X-Men Origins: Wolverine is a fantastic action film appealing to the younger testosterone filled male generation, which tells of how Wolverine and his brother Sabretooth, an equally hairy and deadly character played with sinister panache by Liev Schreiber fight each other, the world and all those in between, including every major world war from the Napoleonic era to Vietnam. Even the normally clean-shaven Canadian actor, Ryan Reynolds is quite revealing in his role as Wade Wilson but then let’s not discount that Reynolds did appear in the Blade Trilogy.
Terminator Salvation paints a grim and grimy picture of a post-nuclear blasted world where the Skynet controlled Robots have wrecked havoc on America with the cities resembling industrial junkyards from hell. Christian Bale returns in another blockbuster but here again, as in the far superior The Dark Knight, it is his co-star that steals the shows. The Dark Knight, such a brilliant film of anarchy reigning supreme featured the flawlessly demented performance of the late Heath Ledger as the Joker and now in Terminator Salvation it is the more subtle less frenetic performance of Sam Worthington as Marcus Wright who is propelled into a future abyss only to discover redemption is beyond his electronic grip…

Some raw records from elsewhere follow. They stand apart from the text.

use spacedash_core::Track;
use spacedash_music::{TrackResolver, lookup};
use tracing::debug;

use crate::cancel::CancelToken;

/// Lifecycle of the current-track card.
#[derive(Debug, Clone, PartialEq, Eq, Default)]
pub enum TrackState {
    #[default]
    Idle,
    Resolving,
    Resolved(Track),
    NotFound,
}

#[derive(Debug, Clone, Default)]
pub struct TrackPanel {
    state: TrackState,
}

impl TrackPanel {
    pub fn new() -> Self {
        Self::default()
    }

    #[cfg(test)]
    pub(crate) fn with_state(state: TrackState) -> Self {
        Self { state }
    }

    pub fn state(&self) -> &TrackState {
        &self.state
    }

    pub fn track(&self) -> Option<&Track> {
        match &self.state {
            TrackState::Resolved(track) => Some(track),
            _ => None,
        }
    }

    pub fn is_loading(&self) -> bool {
        self.state == TrackState::Resolving
    }

    /// Resolves `locator` into this panel, replacing whatever it held.
    ///
    /// Returns `false` if `cancel` fired before the lookup finished, in which
    /// case the result is dropped and the panel goes back to `Idle`.
    pub async fn load(
        &mut self,
        locator: &str,
        resolver: &dyn TrackResolver,
        cancel: &CancelToken,
    ) -> bool {
        self.state = TrackState::Resolving;

        let outcome = tokio::select! {
            biased;
            _ = cancel.cancelled() => None,
            track = lookup(resolver, locator) => Some(track),
        };

        match outcome {
            None => {
                debug!(locator, "track load cancelled");
                self.state = TrackState::Idle;
                false
            }
            Some(Some(track)) => {
                debug!(track_id = %track.id, "track resolved");
                self.state = TrackState::Resolved(track);
                true
            }
            Some(None) => {
                debug!(locator, "track not found");
                self.state = TrackState::NotFound;
                true
            }
        }
    }
}
use std::str::FromStr;

use spacedash_core::DashError;

#[derive(Debug, Clone, Copy, PartialEq, Eq, Default)]
pub enum CommsTab {
    #[default]
    Incoming,
    Outgoing,
}

impl CommsTab {
    pub const ALL: [CommsTab; 2] = [CommsTab::Incoming, CommsTab::Outgoing];

    pub fn label(self) -> &'static str {
        match self {
            CommsTab::Incoming => "Incoming",
            CommsTab::Outgoing => "Outgoing",
        }
    }

    pub fn content(self) -> &'static str {
        match self {
            CommsTab::Incoming => "Last message: \"Good luck, explorers!\"",
            CommsTab::Outgoing => "Signal strength: Strong",
        }
    }

    pub fn other(self) -> Self {
        match self {
            CommsTab::Incoming => CommsTab::Outgoing,
            CommsTab::Outgoing => CommsTab::Incoming,
        }
    }
}

impl FromStr for CommsTab {
    type Err = DashError;

    fn from_str(input: &str) -> Result<Self, Self::Err> {
        match input.trim().to_lowercase().as_str() {
            "incoming" | "in" => Ok(CommsTab::Incoming),
            "outgoing" | "out" => Ok(CommsTab::Outgoing),
            _ => Err(DashError::InvalidInput(format!("unknown comms tab: {input}"))),
        }
    }
}

#[derive(Debug, Clone, Default)]
pub struct CommsPanel {
    active: CommsTab,
}

impl CommsPanel {
    pub fn new() -> Self {
        Self::default()
    }

    pub fn active(&self) -> CommsTab {
        self.active
    }

    pub fn select(&mut self, tab: CommsTab) {
        self.active = tab;
    }

    pub fn content(&self) -> &'static str {
        self.active.content()
    }
}
mod track;

pub use track::extract_track_id;
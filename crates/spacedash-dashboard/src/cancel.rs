use std::sync::Arc;

use tokio::sync::watch;

/// Shared flag that stops an in-flight track load from touching its panel.
#[derive(Debug, Clone)]
pub struct CancelToken {
    sender: Arc<watch::Sender<bool>>,
}

impl CancelToken {
    pub fn new() -> Self {
        let (sender, _) = watch::channel(false);
        Self {
            sender: Arc::new(sender),
        }
    }

    pub fn cancel(&self) {
        self.sender.send_replace(true);
    }

    pub fn is_cancelled(&self) -> bool {
        *self.sender.borrow()
    }

    /// Completes once [`cancel`](Self::cancel) has been called on any clone.
    pub async fn cancelled(&self) {
        let mut receiver = self.sender.subscribe();
        // The sender lives in `self`, so the channel cannot close while we wait.
        let _ = receiver.wait_for(|cancelled| *cancelled).await;
    }
}

impl Default for CancelToken {
    fn default() -> Self {
        Self::new()
    }
}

On a lighter note, and much more grounded in the present day recession-laden America is Kevin Smith’s fantastically funny and very raunchy film Zack and Miri make a Porno, about a couple of loser flat mates in Pittsburgh that realize that the financial crisis calls for more drastic measures. Seth Rogen saves the film as the unsexy but very hairy, Zack next to the gorgeous demurely (I kid you not) Miri, played by Elizabeth Banks. Rogen plays every type of hairy anti-hero with such effortless wit and perfect comic timing, who manages to save his reputation, make some underground cash and with the help of an extra-terrestrial cast make a Porno! Watch out for superb cameos by Brandon Routh (from Superman fame) and the delightful Justin Long at Zack and Miri’s reunion…
Although all three films are vastly different, it denotes a new fashion of fury heroes ready to save us from the grim realities of the strange 21st century recession obsessed reality most Western nations find themselves in.